* **Exercise requirements**:
Which lines run from the one containing "target: &mut Parameters)" to the end of the entries below? Retype exactly those, both ends included.

* **Provided material**:
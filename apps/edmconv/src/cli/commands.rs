//! # CLI Command Implementations
//!
//! This module contains the actual implementations of CLI commands.

use crate::input::{InputFile, InputRun};
use edmconv_core::primitives::{CELL_ID_ENCODING_KEY, EVENT_HEADER};
use edmconv_core::{
    ConvertError, EventAssembler, EventReport, OutputConfig, OutputStream, OutputTarget,
    RedbReader,
};
use serde::Serialize;
use std::collections::BTreeMap;
use std::path::{Path, PathBuf};
use std::sync::Arc;

/// Validate output path.
///
/// The parent directory must exist; the file itself is recreated.
fn validate_output_path(path: &Path) -> Result<PathBuf, ConvertError> {
    let parent = match path.parent() {
        Some(parent) if !parent.as_os_str().is_empty() => parent,
        _ => Path::new("."),
    };

    let canonical_parent = parent.canonicalize().map_err(|e| {
        ConvertError::Io(format!(
            "Invalid output directory '{}': {}",
            parent.display(),
            e
        ))
    })?;

    if !canonical_parent.is_dir() {
        return Err(ConvertError::Io(format!(
            "Output directory '{}' is not a valid directory",
            parent.display()
        )));
    }

    let filename = path
        .file_name()
        .ok_or_else(|| ConvertError::Io("Output path has no filename".to_string()))?;

    Ok(canonical_parent.join(filename))
}

// =============================================================================
// CONVERT COMMAND
// =============================================================================

/// Arguments of the `convert` command.
#[derive(Debug, Clone, Default)]
pub struct ConvertOptions {
    pub input: PathBuf,
    pub output: Option<PathBuf>,
    pub config: Option<PathBuf>,
    pub workers: usize,
    pub run_offset: Option<i32>,
    pub event_offset: Option<i32>,
}

/// Totals of one conversion.
#[derive(Debug, Clone, Default, Serialize)]
pub struct ConvertSummary {
    pub output: String,
    pub runs: usize,
    pub events: u64,
    pub particles: usize,
    /// Hits written per collection.
    pub hits: BTreeMap<String, usize>,
    /// Items skipped because of non-fatal errors.
    pub skipped: usize,
}

impl ConvertSummary {
    fn add(&mut self, report: &EventReport) {
        self.particles += report.particles;
        for (name, count) in &report.hits {
            *self.hits.entry(name.clone()).or_default() += count;
        }
        self.skipped += report.errors.len();
    }
}

/// Load the config file (if any) and apply command-line overrides.
pub fn resolve_config(options: &ConvertOptions) -> Result<OutputConfig, ConvertError> {
    let mut config = match &options.config {
        Some(path) => OutputConfig::from_file(path)?,
        None => OutputConfig::default(),
    };
    if let Some(output) = &options.output {
        config.output = Some(output.clone());
    }
    if let Some(offset) = options.run_offset {
        config.run_number_offset = offset;
    }
    if let Some(offset) = options.event_offset {
        config.event_number_offset = offset;
    }
    Ok(config)
}

/// Convert every event of the input file into the configured output.
///
/// Each worker owns one `EventAssembler` for the whole conversion and takes
/// every `workers`-th event of each run. All workers commit through one
/// shared output stream, which is closed once at the end.
pub fn run_conversion(options: &ConvertOptions) -> Result<ConvertSummary, ConvertError> {
    let config = resolve_config(options)?;
    let output = config.output.clone().ok_or_else(|| {
        ConvertError::Config(
            "no output file given (use --output or set `output` in the config)".to_string(),
        )
    })?;
    let output = validate_output_path(&output)?;
    let input = InputFile::load(&options.input)?;
    let workers = options.workers.max(1);

    tracing::info!(
        input = %options.input.display(),
        output = %output.display(),
        events = input.event_count(),
        workers,
        "starting conversion"
    );

    let stream = Arc::new(OutputStream::new(OutputTarget::Redb(output.clone())));
    let mut assemblers: Vec<EventAssembler> = (0..workers)
        .map(|_| EventAssembler::new(config.clone(), Arc::clone(&stream)))
        .collect();

    let mut summary = ConvertSummary {
        output: output.display().to_string(),
        runs: input.runs.len(),
        ..ConvertSummary::default()
    };

    for run in &input.runs {
        let results: Vec<Result<Vec<EventReport>, ConvertError>> = std::thread::scope(|scope| {
            let handles: Vec<_> = assemblers
                .iter_mut()
                .enumerate()
                .map(|(worker, asm)| scope.spawn(move || convert_share(asm, run, worker, workers)))
                .collect();
            handles
                .into_iter()
                .map(|handle| {
                    handle.join().unwrap_or_else(|_| {
                        Err(ConvertError::StreamState("worker thread panicked".to_string()))
                    })
                })
                .collect()
        });

        for reports in results {
            for report in reports? {
                summary.add(&report);
            }
        }
    }

    stream.close()?;
    summary.events = stream.events_written();
    Ok(summary)
}

/// Convert the events of `run` that belong to `worker`.
fn convert_share(
    asm: &mut EventAssembler,
    run: &InputRun,
    worker: usize,
    workers: usize,
) -> Result<Vec<EventReport>, ConvertError> {
    asm.begin_run(run.info())?;
    let mut reports = Vec::new();
    for event in run.events.iter().skip(worker).step_by(workers) {
        reports.push(asm.process(event)?);
    }
    asm.end_run(run.info());
    tracing::debug!(run = run.run_id, worker, events = reports.len(), "worker finished run");
    Ok(reports)
}

/// Convert events and report the totals.
pub fn cmd_convert(options: &ConvertOptions, json_mode: bool) -> Result<(), ConvertError> {
    let summary = run_conversion(options)?;

    if json_mode {
        println!(
            "{}",
            serde_json::to_string_pretty(&summary).unwrap_or_default()
        );
        return Ok(());
    }

    println!("Converted {} events from {} runs", summary.events, summary.runs);
    println!("Output:    {}", summary.output);
    println!("Particles: {}", summary.particles);
    for (name, count) in &summary.hits {
        println!("  {:<32} {} hits", name, count);
    }
    if summary.skipped > 0 {
        println!("Skipped:   {} items (see log)", summary.skipped);
    }

    Ok(())
}

// =============================================================================
// INSPECT COMMAND
// =============================================================================

/// Show the contents of an output database.
pub fn cmd_inspect(
    db_path: &Path,
    event: Option<u64>,
    json_mode: bool,
) -> Result<(), ConvertError> {
    let reader = RedbReader::open(db_path)?;
    let count = reader.event_count()?;
    let finished = reader.is_finished()?;

    let mut collections = Vec::new();
    for (name, kind) in reader.write_list()? {
        let encoding = reader
            .collection_metadata(&name)?
            .and_then(|md| md.get_string(CELL_ID_ENCODING_KEY).map(str::to_string));
        collections.push((name, kind, encoding));
    }

    let detail = match event {
        Some(index) => Some(
            reader
                .read_event(index)?
                .ok_or_else(|| ConvertError::Storage(format!("no event {index} in file")))?,
        ),
        None => None,
    };

    if json_mode {
        let output = serde_json::json!({
            "database": db_path.to_string_lossy(),
            "events": count,
            "finished": finished,
            "collections": collections
                .iter()
                .map(|(name, kind, encoding)| serde_json::json!({
                    "name": name,
                    "type": kind.to_string(),
                    "encoding": encoding,
                }))
                .collect::<Vec<_>>(),
            "event": detail.as_ref().map(|stored| serde_json::json!({
                "header": stored.header(EVENT_HEADER),
                "sizes": stored
                    .collections
                    .iter()
                    .map(|(name, c)| (name.clone(), c.len()))
                    .collect::<BTreeMap<_, _>>(),
                "metadata": stored.metadata,
            })),
        });
        println!(
            "{}",
            serde_json::to_string_pretty(&output).unwrap_or_default()
        );
        return Ok(());
    }

    println!("edmconv Output");
    println!("==============");
    println!("Database: {}", db_path.display());
    println!("Events:   {}", count);
    println!("Finished: {}", if finished { "yes" } else { "no" });
    println!();
    println!("Collections:");
    for (name, kind, encoding) in &collections {
        match encoding {
            Some(encoding) => println!("  {:<32} {:<32} {}", name, kind, encoding),
            None => println!("  {:<32} {}", name, kind),
        }
    }

    if let (Some(index), Some(stored)) = (event, detail) {
        println!();
        println!("Event {}:", index);
        if let Some(header) = stored.header(EVENT_HEADER) {
            println!(
                "  run {} event {} time {}",
                header.run_number, header.event_number, header.time_stamp
            );
        }
        for (name, collection) in &stored.collections {
            println!("  {:<32} {} entries", name, collection.len());
        }
        println!("  {} event parameters", stored.metadata.len());
    }

    Ok(())
}
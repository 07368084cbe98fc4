//! # Event Assembler
//!
//! Orchestrates the conversion of one event:
//!
//! 1. schema discovery (first event of the instance only)
//! 2. event header and event metadata
//! 3. particles
//! 4. hit streams
//! 5. commit through the shared output stream
//!
//! One assembler lives per simulation worker. It owns its `EventStore` and
//! shares only the `OutputStream` with the others.

use crate::config::OutputConfig;
use crate::event::{EventParameters, HitStream, RunInfo, SimEvent};
use crate::hits::HitConverter;
use crate::output::OutputStream;
use crate::particles::{IdRemap, ParticleGraphBuilder};
use crate::primitives::{EVENT_HEADER, MC_PARTICLES};
use crate::records::EventHeader;
use crate::registry::CollectionRegistry;
use crate::store::{EventStore, Parameters};
use crate::ConvertError;
use std::collections::BTreeMap;
use std::sync::Arc;

/// Whether the output schema has been discovered.
#[derive(Debug, Clone, Copy, PartialEq, Eq)]
pub enum SchemaState {
    Uninitialized,
    Ready,
}

/// Progress of the event currently being assembled.
#[derive(Debug, Clone, Copy, PartialEq, Eq)]
pub enum EventPhase {
    Idle,
    SchemaReady,
    HeaderWritten,
    ParticlesWritten,
    HitsWritten,
    Committed,
}

/// What happened while converting one event.
#[derive(Debug, Default)]
pub struct EventReport {
    pub run_number: i32,
    pub event_number: i32,
    pub particles: usize,
    /// Hits written per stream name.
    pub hits: BTreeMap<String, usize>,
    /// Non-fatal problems; the affected items were skipped.
    pub errors: Vec<ConvertError>,
}

/// Converts events and commits them to a shared output stream.
#[derive(Debug)]
pub struct EventAssembler {
    config: OutputConfig,
    stream: Arc<OutputStream>,
    store: EventStore,
    registry: CollectionRegistry,
    schema: SchemaState,
    phase: EventPhase,
    run_id: i32,
    remap: IdRemap,
}

impl EventAssembler {
    #[must_use]
    pub fn new(config: OutputConfig, stream: Arc<OutputStream>) -> Self {
        Self {
            config,
            stream,
            store: EventStore::new(),
            registry: CollectionRegistry::new(),
            schema: SchemaState::Uninitialized,
            phase: EventPhase::Idle,
            run_id: 0,
            remap: IdRemap::default(),
        }
    }

    #[must_use]
    pub fn schema_state(&self) -> SchemaState {
        self.schema
    }

    #[must_use]
    pub fn phase(&self) -> EventPhase {
        self.phase
    }

    #[must_use]
    pub fn store(&self) -> &EventStore {
        &self.store
    }

    #[must_use]
    pub fn registry(&self) -> &CollectionRegistry {
        &self.registry
    }

    /// Remap of the event currently being assembled.
    #[must_use]
    pub fn remap(&self) -> &IdRemap {
        &self.remap
    }

    // =========================================================================
    // RUN BOUNDARIES
    // =========================================================================

    /// Start a run: open the output stream (once per stream) and save the
    /// run header.
    pub fn begin_run(&mut self, run: RunInfo) -> Result<(), ConvertError> {
        self.run_id = run.run_id;
        self.stream.open()?;
        let _ = self.save_run(run);
        Ok(())
    }

    /// Run headers have no place in the output schema. Reported once per
    /// output stream; later calls return `None`.
    pub fn save_run(&self, run: RunInfo) -> Option<ConvertError> {
        if !self.stream.first_run_header_report() {
            return None;
        }
        let e = ConvertError::CapabilityGap(format!(
            "run header for run {} is not written ({} configured parameters dropped)",
            run.run_id,
            self.config.run_header.len()
        ));
        tracing::warn!("{e}");
        Some(e)
    }

    /// End of run. Nothing is flushed here; the stream is closed by its owner.
    pub fn end_run(&mut self, run: RunInfo) {
        tracing::debug!(run = run.run_id, "end of run");
    }

    // =========================================================================
    // EVENT
    // =========================================================================

    /// Discover the schema if needed, then write header, event metadata and
    /// particles of `event`.
    pub fn save_event(&mut self, event: &SimEvent) -> Result<EventReport, ConvertError> {
        let mut report = EventReport::default();

        if self.schema == SchemaState::Uninitialized {
            let discovery = self
                .registry
                .ensure_collections(event, &mut self.store, &self.stream)?;
            report.errors.extend(discovery.skipped);
            self.schema = SchemaState::Ready;
            self.phase = EventPhase::SchemaReady;
        }

        let (run_number, event_number) = self.numbers(event);
        report.run_number = run_number;
        report.event_number = event_number;
        tracing::info!(event = event_number, run = run_number, "saving event");

        let time_stamp = u64::try_from(chrono::Utc::now().timestamp()).unwrap_or(0);
        self.store.headers_mut(EVENT_HEADER)?.push(EventHeader {
            event_number,
            run_number,
            time_stamp,
        });

        let metadata = self.store.event_metadata_mut();
        if let Some(parameters) = &event.parameters {
            copy_event_parameters(parameters, metadata);
        }
        report
            .errors
            .extend(self.config.apply_event_parameters(metadata));
        self.phase = EventPhase::HeaderWritten;

        let particles = self.store.particles_mut(MC_PARTICLES)?;
        let graph = ParticleGraphBuilder::populate(&event.particles, particles);
        report.particles = graph.remap.len();
        report.errors.extend(graph.errors);
        self.remap = graph.remap;
        tracing::debug!(collection = MC_PARTICLES, entries = report.particles, "saved particles");
        self.phase = EventPhase::ParticlesWritten;

        Ok(report)
    }

    /// Convert one hit stream of `event` into its collection(s).
    ///
    /// Returns the number of hits written, or `None` for a stream that was
    /// given no collection at discovery. A stream that was never seen at
    /// discovery fails with `MissingCollection`.
    pub fn save_collection(
        &mut self,
        event: &SimEvent,
        stream: &HitStream,
    ) -> Result<Option<usize>, ConvertError> {
        if self.registry.was_skipped(&stream.name) {
            tracing::debug!(stream = %stream.name, "hit stream has no collection, ignored");
            return Ok(None);
        }
        let kind = self.registry.kind_of(&stream.name).ok_or_else(|| {
            let e = ConvertError::MissingCollection(stream.name.clone());
            tracing::error!("{e}");
            e
        })?;
        let written =
            HitConverter::convert(stream, kind, &mut self.store, &event.particles, &self.remap)?;
        self.phase = EventPhase::HitsWritten;
        Ok(Some(written))
    }

    /// Write the assembled event and clear the working collections.
    pub fn commit(&mut self) -> Result<(), ConvertError> {
        self.remap = IdRemap::default();
        self.phase = EventPhase::Committed;
        self.stream.commit(&mut self.store)
    }

    /// Convert and commit `event` in one go.
    ///
    /// Per-stream errors are collected in the report; only fatal errors
    /// abort the event.
    pub fn process(&mut self, event: &SimEvent) -> Result<EventReport, ConvertError> {
        let mut report = self.save_event(event)?;

        for stream in &event.hit_streams {
            match self.save_collection(event, stream) {
                Ok(Some(written)) => {
                    report.hits.insert(stream.name.clone(), written);
                }
                Ok(None) => {}
                Err(e) if e.is_fatal() => return Err(e),
                Err(e) => report.errors.push(e),
            }
        }

        self.commit()?;
        Ok(report)
    }

    fn numbers(&self, event: &SimEvent) -> (i32, i32) {
        let run_offset = self.config.run_offset();
        let event_offset = self.config.event_offset();
        match &event.parameters {
            Some(parameters) => (
                parameters.run_number.saturating_add(run_offset),
                parameters.event_number.saturating_add(event_offset),
            ),
            None => (
                self.run_id.saturating_add(run_offset),
                event.event_id.saturating_add(event_offset),
            ),
        }
    }
}

fn copy_event_parameters(parameters: &EventParameters, target: &mut Parameters) {
    for (key, values) in &parameters.int_parameters {
        target.set_ints(key.as_str(), values.clone());
    }
    for (key, values) in &parameters.float_parameters {
        target.set_floats(key.as_str(), values.clone());
    }
    for (key, values) in &parameters.string_parameters {
        target.set_strings(key.as_str(), values.clone());
    }
}

// =============================================================================
// TESTS
// =============================================================================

* **Answer section**:
fn copy_event_parameters(parameters: &EventParameters, target: &mut Parameters) {
    for (key, values) in &parameters.int_parameters {
        target.set_ints(key.as_str(), values.clone());
    }
    for (key, values) in &parameters.float_parameters {
        target.set_floats(key.as_str(), values.clone());
    }
    for (key, values) in &parameters.string_parameters {
        target.set_strings(key.as_str(), values.clone());
    }
}

// =============================================================================
// TESTS
// =============================================================================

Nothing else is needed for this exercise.